Up to and including the line that contains "outcome, not an", reproduce every line exactly, beginning with the first line below.

++++ Provided material ++++

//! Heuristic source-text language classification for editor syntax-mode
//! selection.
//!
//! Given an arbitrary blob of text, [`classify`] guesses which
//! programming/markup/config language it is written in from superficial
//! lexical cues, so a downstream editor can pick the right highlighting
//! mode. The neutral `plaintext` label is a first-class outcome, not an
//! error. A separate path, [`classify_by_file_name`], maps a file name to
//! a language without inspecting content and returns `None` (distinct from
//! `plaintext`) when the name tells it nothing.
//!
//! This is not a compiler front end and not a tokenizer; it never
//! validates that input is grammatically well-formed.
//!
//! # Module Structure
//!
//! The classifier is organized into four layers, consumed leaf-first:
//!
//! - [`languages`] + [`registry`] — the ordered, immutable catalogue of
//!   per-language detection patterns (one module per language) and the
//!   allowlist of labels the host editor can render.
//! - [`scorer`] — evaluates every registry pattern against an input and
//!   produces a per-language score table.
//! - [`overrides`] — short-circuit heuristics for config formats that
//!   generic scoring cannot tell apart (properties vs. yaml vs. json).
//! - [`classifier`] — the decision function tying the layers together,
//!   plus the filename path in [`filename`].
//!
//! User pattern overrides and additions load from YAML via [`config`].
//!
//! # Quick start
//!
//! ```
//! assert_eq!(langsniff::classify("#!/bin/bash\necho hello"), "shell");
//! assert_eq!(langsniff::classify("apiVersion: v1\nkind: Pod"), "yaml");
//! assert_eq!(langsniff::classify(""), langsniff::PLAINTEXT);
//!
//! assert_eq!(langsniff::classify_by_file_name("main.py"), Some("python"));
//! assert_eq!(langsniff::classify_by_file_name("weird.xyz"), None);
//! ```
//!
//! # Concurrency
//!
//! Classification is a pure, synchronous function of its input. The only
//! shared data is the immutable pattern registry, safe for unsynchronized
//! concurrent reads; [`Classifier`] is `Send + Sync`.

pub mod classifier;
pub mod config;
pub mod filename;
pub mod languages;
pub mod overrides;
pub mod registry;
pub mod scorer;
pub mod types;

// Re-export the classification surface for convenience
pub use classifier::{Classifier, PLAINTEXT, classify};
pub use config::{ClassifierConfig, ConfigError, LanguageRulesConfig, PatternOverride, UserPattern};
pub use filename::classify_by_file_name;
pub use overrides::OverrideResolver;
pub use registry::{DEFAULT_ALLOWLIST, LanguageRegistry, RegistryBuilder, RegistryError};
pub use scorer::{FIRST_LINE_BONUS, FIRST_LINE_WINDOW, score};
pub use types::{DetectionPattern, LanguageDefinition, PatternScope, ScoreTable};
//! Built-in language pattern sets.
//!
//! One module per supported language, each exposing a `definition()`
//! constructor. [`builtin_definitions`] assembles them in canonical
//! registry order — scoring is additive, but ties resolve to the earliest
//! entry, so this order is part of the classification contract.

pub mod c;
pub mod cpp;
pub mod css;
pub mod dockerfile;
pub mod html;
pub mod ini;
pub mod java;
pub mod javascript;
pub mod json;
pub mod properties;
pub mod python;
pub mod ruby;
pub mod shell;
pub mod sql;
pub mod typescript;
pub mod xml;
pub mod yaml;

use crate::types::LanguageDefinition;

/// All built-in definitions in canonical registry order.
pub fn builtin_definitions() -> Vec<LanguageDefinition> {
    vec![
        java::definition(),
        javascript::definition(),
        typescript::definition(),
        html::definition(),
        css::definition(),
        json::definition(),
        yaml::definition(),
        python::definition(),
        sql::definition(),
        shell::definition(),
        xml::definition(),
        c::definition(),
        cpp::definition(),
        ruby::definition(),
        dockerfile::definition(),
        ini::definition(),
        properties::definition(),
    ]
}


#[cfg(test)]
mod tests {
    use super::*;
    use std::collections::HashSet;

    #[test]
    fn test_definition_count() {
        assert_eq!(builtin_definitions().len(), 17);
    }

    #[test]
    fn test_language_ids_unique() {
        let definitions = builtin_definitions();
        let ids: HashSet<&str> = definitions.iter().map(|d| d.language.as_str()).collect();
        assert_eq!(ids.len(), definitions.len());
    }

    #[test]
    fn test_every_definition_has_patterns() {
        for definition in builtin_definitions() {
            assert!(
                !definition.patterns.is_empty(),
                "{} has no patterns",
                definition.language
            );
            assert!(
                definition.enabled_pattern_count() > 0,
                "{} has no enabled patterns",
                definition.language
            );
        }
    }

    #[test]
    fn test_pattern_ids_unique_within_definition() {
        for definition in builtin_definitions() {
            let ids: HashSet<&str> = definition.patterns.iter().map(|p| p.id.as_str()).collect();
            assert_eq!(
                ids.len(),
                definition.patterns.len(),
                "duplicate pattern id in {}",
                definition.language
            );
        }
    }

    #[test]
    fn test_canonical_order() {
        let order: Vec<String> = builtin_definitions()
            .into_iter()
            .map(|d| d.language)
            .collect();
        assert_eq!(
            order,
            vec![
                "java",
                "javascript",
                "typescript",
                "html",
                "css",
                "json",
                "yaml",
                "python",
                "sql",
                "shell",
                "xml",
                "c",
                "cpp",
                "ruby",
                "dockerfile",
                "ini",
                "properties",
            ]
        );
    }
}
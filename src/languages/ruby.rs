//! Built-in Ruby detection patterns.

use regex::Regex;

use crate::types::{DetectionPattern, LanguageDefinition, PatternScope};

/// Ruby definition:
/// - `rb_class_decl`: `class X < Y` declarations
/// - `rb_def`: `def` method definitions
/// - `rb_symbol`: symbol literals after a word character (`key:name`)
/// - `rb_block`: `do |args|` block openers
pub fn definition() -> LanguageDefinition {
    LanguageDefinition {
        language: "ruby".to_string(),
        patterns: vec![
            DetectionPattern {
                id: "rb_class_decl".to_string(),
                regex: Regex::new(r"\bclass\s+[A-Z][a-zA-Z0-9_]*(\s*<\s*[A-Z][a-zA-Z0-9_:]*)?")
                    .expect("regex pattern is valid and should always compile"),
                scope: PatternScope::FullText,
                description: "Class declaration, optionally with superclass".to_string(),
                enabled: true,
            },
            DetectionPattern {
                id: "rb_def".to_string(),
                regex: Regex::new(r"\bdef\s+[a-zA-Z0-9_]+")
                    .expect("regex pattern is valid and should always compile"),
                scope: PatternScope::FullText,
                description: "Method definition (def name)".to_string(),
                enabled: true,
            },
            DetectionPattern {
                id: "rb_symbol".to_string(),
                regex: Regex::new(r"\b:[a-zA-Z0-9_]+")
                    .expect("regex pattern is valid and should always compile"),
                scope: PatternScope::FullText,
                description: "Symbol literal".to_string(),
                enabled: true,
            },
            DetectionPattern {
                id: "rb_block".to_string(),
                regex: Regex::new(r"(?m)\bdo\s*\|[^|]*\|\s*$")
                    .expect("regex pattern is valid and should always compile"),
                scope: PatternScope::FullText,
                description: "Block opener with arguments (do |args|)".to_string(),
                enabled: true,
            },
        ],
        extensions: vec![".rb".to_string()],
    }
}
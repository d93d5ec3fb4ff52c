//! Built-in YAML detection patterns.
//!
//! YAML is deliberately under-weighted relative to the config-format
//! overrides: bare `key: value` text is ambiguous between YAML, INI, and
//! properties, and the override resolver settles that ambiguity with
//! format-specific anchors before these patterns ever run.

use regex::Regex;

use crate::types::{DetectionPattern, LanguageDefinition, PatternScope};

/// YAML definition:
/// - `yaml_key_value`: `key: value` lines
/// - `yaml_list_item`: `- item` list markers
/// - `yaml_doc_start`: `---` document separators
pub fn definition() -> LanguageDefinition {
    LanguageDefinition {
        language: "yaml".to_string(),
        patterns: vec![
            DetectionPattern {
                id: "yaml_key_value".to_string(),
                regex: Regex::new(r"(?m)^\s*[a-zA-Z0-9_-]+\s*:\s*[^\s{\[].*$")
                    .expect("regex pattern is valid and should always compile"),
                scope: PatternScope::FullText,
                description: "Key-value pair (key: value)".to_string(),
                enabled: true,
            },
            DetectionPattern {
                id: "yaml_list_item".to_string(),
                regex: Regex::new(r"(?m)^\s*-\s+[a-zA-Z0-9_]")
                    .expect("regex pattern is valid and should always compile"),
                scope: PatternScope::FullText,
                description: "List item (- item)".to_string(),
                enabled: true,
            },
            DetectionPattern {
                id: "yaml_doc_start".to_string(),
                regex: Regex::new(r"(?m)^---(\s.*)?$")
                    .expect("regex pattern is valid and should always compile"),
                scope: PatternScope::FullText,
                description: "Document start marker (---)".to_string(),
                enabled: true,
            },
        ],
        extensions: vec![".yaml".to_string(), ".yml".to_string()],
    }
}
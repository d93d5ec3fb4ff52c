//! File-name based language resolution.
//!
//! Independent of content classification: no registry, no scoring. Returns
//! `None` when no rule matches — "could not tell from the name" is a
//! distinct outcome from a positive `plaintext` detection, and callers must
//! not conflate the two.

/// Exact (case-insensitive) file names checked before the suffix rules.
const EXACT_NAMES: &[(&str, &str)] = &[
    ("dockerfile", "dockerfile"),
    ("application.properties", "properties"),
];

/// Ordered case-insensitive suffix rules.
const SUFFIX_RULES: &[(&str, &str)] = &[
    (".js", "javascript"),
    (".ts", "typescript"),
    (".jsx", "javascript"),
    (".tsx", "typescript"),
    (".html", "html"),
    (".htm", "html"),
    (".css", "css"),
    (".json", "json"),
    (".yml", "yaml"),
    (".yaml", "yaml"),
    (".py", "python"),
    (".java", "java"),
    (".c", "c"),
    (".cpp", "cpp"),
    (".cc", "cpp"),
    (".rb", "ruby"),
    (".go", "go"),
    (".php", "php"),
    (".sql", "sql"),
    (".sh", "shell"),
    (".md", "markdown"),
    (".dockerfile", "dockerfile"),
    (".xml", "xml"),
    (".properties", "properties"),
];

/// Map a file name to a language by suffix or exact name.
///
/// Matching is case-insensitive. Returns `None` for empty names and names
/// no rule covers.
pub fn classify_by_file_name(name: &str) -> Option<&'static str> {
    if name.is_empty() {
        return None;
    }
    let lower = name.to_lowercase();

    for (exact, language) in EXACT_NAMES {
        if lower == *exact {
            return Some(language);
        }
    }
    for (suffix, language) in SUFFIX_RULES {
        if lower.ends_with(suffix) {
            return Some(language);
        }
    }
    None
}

++++

[Result of this exercise]
//! Heuristic source-text language classification for editor syntax-mode
//! selection.
//!
//! Given an arbitrary blob of text, [`classify`] guesses which
//! programming/markup/config language it is written in from superficial
//! lexical cues, so a downstream editor can pick the right highlighting
//! mode. The neutral `plaintext` label is a first-class outcome, not an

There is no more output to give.